Requirement:
From the data below, tally each line that has "TokenResponse" in it, then give that tally without comment.

=== Provided data ===

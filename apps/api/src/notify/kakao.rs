//! KakaoTalk "memo to self" channel: OAuth linking, lazy token refresh and
//! message delivery.
//!
//! Every step fails closed. A digest that cannot be delivered is logged and
//! reported as `false`; nothing here asks the user to re-authorize.

use async_trait::async_trait;
use chrono::Utc;
use reqwest::{Client, StatusCode, Url};
use serde::Deserialize;
use serde_json::{json, Value};
use std::sync::Arc;
use thiserror::Error;
use tracing::{error, info, warn};

use super::Notifier;
use crate::errors::AppError;
use crate::models::kakao::KakaoToken;
use crate::models::user::Subscriber;
use crate::store::TokenStore;

const AUTHORIZE_URL: &str = "https://kauth.kakao.com/oauth/authorize";
const TOKEN_URL: &str = "https://kauth.kakao.com/oauth/token";
const MEMO_URL: &str = "https://kapi.kakao.com/v2/api/talk/memo/default/send";

/// Access tokens this close to expiry are refreshed before use.
pub const REFRESH_MARGIN_SECS: i64 = 300;

/// How long an authorization `state` stays acceptable after it was issued.
pub const STATE_MAX_AGE_SECS: i64 = 600;

/// Tolerated clock difference for a `state` stamped slightly in the future.
const STATE_CLOCK_SKEW_SECS: i64 = 60;

#[derive(Debug, Error)]
pub enum KakaoError {
    #[error("HTTP error: {0}")]
    Http(#[from] reqwest::Error),

    #[error("Kakao API error (status {status}): {message}")]
    Api { status: u16, message: String },

    #[error("token response is missing '{0}'")]
    MissingField(&'static str),

    #[error("malformed OAuth state '{0}'")]
    MalformedState(String),

    #[error("OAuth state issued at {issued_at} is no longer valid")]
    ExpiredState { issued_at: i64 },

    #[error("invalid URL: {0}")]
    Url(String),

    #[error("user {0} has not linked a Kakao account")]
    NotLinked(i32),

    #[error("no refresh token stored for user {0}")]
    NoRefreshToken(i32),

    #[error("memo rejected (status {status}, result_code {result_code:?})")]
    Rejected { status: u16, result_code: Option<i64> },

    #[error(transparent)]
    Store(#[from] AppError),
}

/// Raw body of the token endpoint. Fields are optional here and checked by
/// `into_linked` / `into_refreshed`, which know what each grant must carry.
#[derive(Debug, Clone, Default, Deserialize)]
pub struct TokenResponse {
    pub access_token: Option<String>,
    pub refresh_token: Option<String>,
    pub expires_in: Option<i64>,
}

#[derive(Debug, Clone, PartialEq, Eq)]
pub struct IssuedToken {
    pub access_token: String,
    pub refresh_token: Option<String>,
    pub expires_in: i64,
}

fn non_empty(value: Option<String>) -> Option<String> {
    value.filter(|v| !v.trim().is_empty())
}

impl TokenResponse {
    /// Authorization-code grant: all three fields are required.
    pub fn into_linked(self) -> Result<IssuedToken, KakaoError> {
        Ok(IssuedToken {
            access_token: non_empty(self.access_token)
                .ok_or(KakaoError::MissingField("access_token"))?,
            refresh_token: Some(
                non_empty(self.refresh_token).ok_or(KakaoError::MissingField("refresh_token"))?,
            ),
            expires_in: self.expires_in.ok_or(KakaoError::MissingField("expires_in"))?,
        })
    }

    /// Refresh grant: the refresh token only comes back when Kakao rotates it.
    pub fn into_refreshed(self) -> Result<IssuedToken, KakaoError> {
        Ok(IssuedToken {
            access_token: non_empty(self.access_token)
                .ok_or(KakaoError::MissingField("access_token"))?,
            refresh_token: non_empty(self.refresh_token),
            expires_in: self.expires_in.ok_or(KakaoError::MissingField("expires_in"))?,
        })
    }
}

/// Outcome of a memo send as seen on the wire.
#[derive(Debug, Clone, Copy, PartialEq, Eq)]
pub struct MemoResult {
    pub status: u16,
    pub result_code: Option<i64>,
}

impl MemoResult {
    pub fn is_success(&self) -> bool {
        self.status == StatusCode::OK.as_u16() && self.result_code == Some(0)
    }
}

/// Builds the OAuth `state` value: `"{user_id}|{timestamp}"`.
pub fn make_state(user_id: i32, timestamp: i64) -> String {
    format!("{user_id}|{timestamp}")
}

/// Splits an OAuth `state` value into the user id and its issue time.
pub fn parse_state(state: &str) -> Result<(i32, i64), KakaoError> {
    let malformed = || KakaoError::MalformedState(state.to_string());
    let (user_id, timestamp) = state.split_once('|').ok_or_else(malformed)?;
    let issued_at = timestamp.trim().parse::<i64>().map_err(|_| malformed())?;
    match user_id.trim().parse::<i32>() {
        Ok(id) if id > 0 => Ok((id, issued_at)),
        _ => Err(malformed()),
    }
}

/// The state is not signed, so it only binds a callback to a user for
/// `STATE_MAX_AGE_SECS` after the authorization URL was generated.
pub fn verify_state(state: &str, now: i64) -> Result<i32, KakaoError> {
    let (user_id, issued_at) = parse_state(state)?;
    let age = now - issued_at;
    if age > STATE_MAX_AGE_SECS || age < -STATE_CLOCK_SKEW_SECS {
        return Err(KakaoError::ExpiredState { issued_at });
    }
    Ok(user_id)
}

pub fn needs_refresh(expires_at: i64, now: i64) -> bool {
    now > expires_at - REFRESH_MARGIN_SECS
}

/// Wire calls to Kakao. Split out so the service logic can run against a fake.
#[async_trait]
pub trait KakaoApi: Send + Sync {
    async fn exchange_code(&self, code: &str) -> Result<TokenResponse, KakaoError>;

    async fn refresh(&self, refresh_token: &str) -> Result<TokenResponse, KakaoError>;

    async fn send_memo(
        &self,
        access_token: &str,
        text: &str,
        link: &str,
    ) -> Result<MemoResult, KakaoError>;
}

pub struct KakaoHttp {
    client: Client,
    client_id: String,
    redirect_uri: String,
}

impl KakaoHttp {
    pub fn new(client_id: String, redirect_uri: String) -> Result<Self, KakaoError> {
        Ok(Self {
            client: Client::builder()
                .timeout(std::time::Duration::from_secs(30))
                .build()?,
            client_id,
            redirect_uri,
        })
    }

    async fn token_request(&self, form: &[(&str, &str)]) -> Result<TokenResponse, KakaoError> {
        let response = self.client.post(TOKEN_URL).form(form).send().await?;
        let status = response.status();
        if !status.is_success() {
            let message = response.text().await.unwrap_or_default();
            return Err(KakaoError::Api {
                status: status.as_u16(),
                message,
            });
        }
        Ok(response.json::<TokenResponse>().await?)
    }
}

#[async_trait]
impl KakaoApi for KakaoHttp {
    async fn exchange_code(&self, code: &str) -> Result<TokenResponse, KakaoError> {
        self.token_request(&[
            ("grant_type", "authorization_code"),
            ("client_id", &self.client_id),
            ("redirect_uri", &self.redirect_uri),
            ("code", code),
        ])
        .await
    }

    async fn refresh(&self, refresh_token: &str) -> Result<TokenResponse, KakaoError> {
        self.token_request(&[
            ("grant_type", "refresh_token"),
            ("client_id", &self.client_id),
            ("refresh_token", refresh_token),
        ])
        .await
    }

    async fn send_memo(
        &self,
        access_token: &str,
        text: &str,
        link: &str,
    ) -> Result<MemoResult, KakaoError> {
        let template = json!({
            "object_type": "text",
            "text": text,
            "link": {
                "web_url": link,
                "mobile_web_url": link,
            },
        });

        let response = self
            .client
            .post(MEMO_URL)
            .bearer_auth(access_token)
            .form(&[("template_object", template.to_string())])
            .send()
            .await?;

        let status = response.status().as_u16();
        let result_code = response
            .json::<Value>()
            .await
            .ok()
            .and_then(|body| body.get("result_code").and_then(Value::as_i64));

        Ok(MemoResult {
            status,
            result_code,
        })
    }
}

pub struct KakaoService {
    api: Arc<dyn KakaoApi>,
    tokens: Arc<dyn TokenStore>,
    client_id: String,
    redirect_uri: String,
    dashboard_url: String,
}

impl KakaoService {
    pub fn new(
        api: Arc<dyn KakaoApi>,
        tokens: Arc<dyn TokenStore>,
        client_id: String,
        redirect_uri: String,
        dashboard_url: String,
    ) -> Self {
        Self {
            api,
            tokens,
            client_id,
            redirect_uri,
            dashboard_url,
        }
    }

    /// Authorization URL the browser is sent to when linking an account.
    pub fn generate_auth_url(&self, user_id: i32) -> Result<String, KakaoError> {
        let state = make_state(user_id, Utc::now().timestamp());
        let url = Url::parse_with_params(
            AUTHORIZE_URL,
            &[
                ("client_id", self.client_id.as_str()),
                ("redirect_uri", self.redirect_uri.as_str()),
                ("response_type", "code"),
                ("scope", "talk_message"),
                ("state", state.as_str()),
            ],
        )
        .map_err(|e| KakaoError::Url(e.to_string()))?;
        Ok(url.into())
    }

    /// Completes the OAuth flow. Returns `false` on any failure, including a
    /// malformed or stale `state` (checked before any network call).
    pub async fn handle_callback(&self, code: &str, state: &str) -> bool {
        match self.link_account(code, state).await {
            Ok(user_id) => {
                info!(user_id, "Kakao account linked");
                true
            }
            Err(e) => {
                warn!(error = %e, "Kakao callback failed");
                false
            }
        }
    }

    async fn link_account(&self, code: &str, state: &str) -> Result<i32, KakaoError> {
        let user_id = verify_state(state, Utc::now().timestamp())?;
        let issued = self.api.exchange_code(code).await?.into_linked()?;

        self.tokens
            .upsert_token(&KakaoToken {
                user_id,
                access_token: issued.access_token,
                refresh_token: issued.refresh_token,
                expires_at: Utc::now().timestamp() + issued.expires_in,
            })
            .await?;
        Ok(user_id)
    }

    pub async fn is_connected(&self, user_id: i32) -> Result<bool, AppError> {
        Ok(self.tokens.get_token(user_id).await?.is_some())
    }

    /// Returns a usable access token, refreshing it first when it is inside
    /// the expiry margin.
    async fn access_token(&self, user_id: i32) -> Result<String, KakaoError> {
        let token = self
            .tokens
            .get_token(user_id)
            .await?
            .ok_or(KakaoError::NotLinked(user_id))?;

        let now = Utc::now().timestamp();
        if !needs_refresh(token.expires_at, now) {
            return Ok(token.access_token);
        }

        let refresh_token = token
            .refresh_token
            .as_deref()
            .filter(|t| !t.is_empty())
            .ok_or(KakaoError::NoRefreshToken(user_id))?;
        let issued = self.api.refresh(refresh_token).await?.into_refreshed()?;

        self.tokens
            .update_refreshed(
                user_id,
                &issued.access_token,
                issued.refresh_token.as_deref(),
                now + issued.expires_in,
            )
            .await?;
        info!(user_id, rotated = issued.refresh_token.is_some(), "Kakao token refreshed");
        Ok(issued.access_token)
    }

    async fn send(&self, user: &Subscriber, content: &str) -> Result<(), KakaoError> {
        let access_token = self.access_token(user.id).await?;
        let result = self
            .api
            .send_memo(&access_token, content, &self.dashboard_url)
            .await?;
        if result.is_success() {
            Ok(())
        } else {
            Err(KakaoError::Rejected {
                status: result.status,
                result_code: result.result_code,
            })
        }
    }
}

#[async_trait]
impl Notifier for KakaoService {
    async fn send_research_digest(&self, user: &Subscriber, content: &str) -> bool {
        match self.send(user, content).await {
            Ok(()) => {
                info!(user_id = user.id, "digest sent via Kakao");
                true
            }
            Err(e) => {
                error!(user_id = user.id, error = %e, "Kakao digest failed");
                false
            }
        }
    }
}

===

Reply:
8